In statistics, a random sample or just sample can refer to one of two definitions:

A set of random variables, $\{ X_{1},\ldots,X_{N} \}$ ;
A set of realizations from one or more random variables, $\{ x_{1},\ldots,x_{N} \}$ .

Definition 1 is more rigorous and generally what is intended when talking about probability theory and statistical modeling. Definition 2 is the more intuitive one, as it considers a sample to simply be a set of numbers, and is more common in practical branches like data analysis and machine learning. Both definitions are in use and care should be taken when discussing samples, as it's often unclear which is being used. Especially in the context of experimental measurements, a sample is typically seen as $N$ "draws" from the single random variable that's being measured (def. 2). However, it can equivalently be seen as $N$ different RVs, identically distributed but not necessarily independent, from each of which one value is "drawn" to make the create one possible sample (def. 1). As a rule of thumb, "a sample of $N$ iid random variables" (def. 1) is the same as saying "a sample of $N$ numbers taken from one random variable" (def. 2).

A sample is a finite subset of the total population, which is the set of all objects that are being considered. The population may be concrete, such as all people on Earth, or abstract, such as every possible starting hand in a game of cards. The sample is a subset of these: a few thousand people that participated in a survey or a hundred starting hands that were manually drawn. It is what is, in general, empirically accessible, as it is often unreasonable or outright impossible to run measurements on the entire population.

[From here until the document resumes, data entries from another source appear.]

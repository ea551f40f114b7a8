//! Resolved server configuration.
//!
//! [`ServerConfig::from_cli`] validates the raw CLI flags into the typed
//! configuration the rest of the gateway consumes. Validation failures are
//! startup failures with a human-readable message.

use std::net::IpAddr;
use std::path::PathBuf;
use std::time::Duration;

use thiserror::Error;

use crate::allowlist::Ipv4Cidr;
use crate::cli::Cli;

/// Interval between SSE keepalive comment frames.
pub const SSE_KEEPALIVE: Duration = Duration::from_secs(15);
/// Per-child grace period on shutdown before escalating to kill.
pub const SHUTDOWN_GRACE: Duration = Duration::from_millis(2_500);

/// Configuration validation failures.
#[derive(Debug, Error)]
pub enum ConfigError {
    /// `--port` and `--rpc-port` collide.
    #[error("--port and --rpc-port must differ (both are {0})")]
    PortClash(u16),
    /// `--bind` is not a valid IP address.
    #[error("invalid --bind address '{0}'")]
    InvalidBind(String),
    /// An `--allow-cidr` value failed to parse.
    #[error("invalid --allow-cidr '{input}': {reason}")]
    InvalidCidr {
        /// The offending flag value.
        input: String,
        /// Why it was rejected.
        reason: String,
    },
    /// `--base-path` does not point at a usable directory.
    #[error("invalid --base-path '{path}': {reason}")]
    BasePath {
        /// The offending path.
        path: String,
        /// Why it was rejected.
        reason: String,
    },
}

/// Validated gateway configuration.
#[derive(Debug, Clone)]
pub struct ServerConfig {
    /// Bind address for both listeners.
    pub bind: IpAddr,
    /// UI listener port.
    pub port: u16,
    /// RPC/API listener port.
    pub rpc_port: u16,
    /// Extra allowed IPv4 networks.
    pub allow_cidrs: Vec<Ipv4Cidr>,
    /// Root the filesystem browser is confined to.
    pub base_path: PathBuf,
    /// Binary spawned as `<bin> app-server`.
    pub app_server_bin: String,
    /// Deadline for child RPC responses.
    pub rpc_timeout: Duration,
    /// SSE keepalive interval.
    pub keepalive: Duration,
    /// Per-child shutdown grace period.
    pub shutdown_grace: Duration,
}

impl ServerConfig {
    /// Validate raw CLI flags into a usable configuration.
    ///
    /// # Errors
    ///
    /// One [`ConfigError`] naming the offending flag.
    pub fn from_cli(cli: &Cli) -> Result<Self, ConfigError> {
        if cli.port == cli.rpc_port {
            return Err(ConfigError::PortClash(cli.port));
        }

        let bind: IpAddr = cli
            .bind
            .parse()
            .map_err(|_| ConfigError::InvalidBind(cli.bind.clone()))?;

        let mut allow_cidrs = Vec::with_capacity(cli.allow_cidr.len());
        for raw in &cli.allow_cidr {
            let cidr: Ipv4Cidr = raw.parse().map_err(|e: crate::allowlist::CidrParseError| {
                ConfigError::InvalidCidr {
                    input: raw.clone(),
                    reason: e.to_string(),
                }
            })?;
            allow_cidrs.push(cidr);
        }

        let base_path = match &cli.base_path {
            Some(path) => {
                let canonical =
                    std::fs::canonicalize(path).map_err(|e| ConfigError::BasePath {
                        path: path.display().to_string(),
                        reason: e.to_string(),
                    })?;
                if !canonical.is_dir() {
                    return Err(ConfigError::BasePath {
                        path: path.display().to_string(),
                        reason: "not a directory".into(),
                    });
                }
                canonical
            }
            None => std::env::current_dir().map_err(|e| ConfigError::BasePath {
                path: ".".into(),
                reason: e.to_string(),
            })?,
        };

        // Flag beats environment beats the stock `codex` binary.
        let app_server_bin = cli
            .app_server_bin
            .clone()
            .or_else(|| std::env::var("DARKHOLD_APP_SERVER_BIN").ok())
            .unwrap_or_else(|| "codex".to_string());

        Ok(Self {
            bind,
            port: cli.port,
            rpc_port: cli.rpc_port,
            allow_cidrs,
            base_path,
            app_server_bin,
            rpc_timeout: Duration::from_secs(cli.rpc_timeout_secs),
            keepalive: SSE_KEEPALIVE,
            shutdown_grace: SHUTDOWN_GRACE,
        })
    }
}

The population is described concisely by a set of population parameters, which are numerical values that describe the collective properties of the population. Common examples are the population mean and population variance. As these values represent the true, intrinsic properties of the population, they are also often called true values. As such, the adjectives "true" and "population" are largely interchangeable when talking about population parameters (for instance, "true mean" = "population mean"). These parameters can indeed be calculated on a sample too, but they will not be true. The only way to obtain the true value is to obtain data from the entire population which, as we've established, is usually somewhere between unrealistic and impossible. When calculating a parameter on a sample, you get an estimator, which is a type of statistic (a function calculated on a sample). These usually adopt the adjective "sample" (for instance, "sample mean"). As one might imagine, an estimator is at best an approximation of a true value. The fundamental principle of statistics is, hence, that the conclusions one draws from a sample are approximately representative of the properties of the total population. Finding how good the approximation is is a significant part of the statistical effort.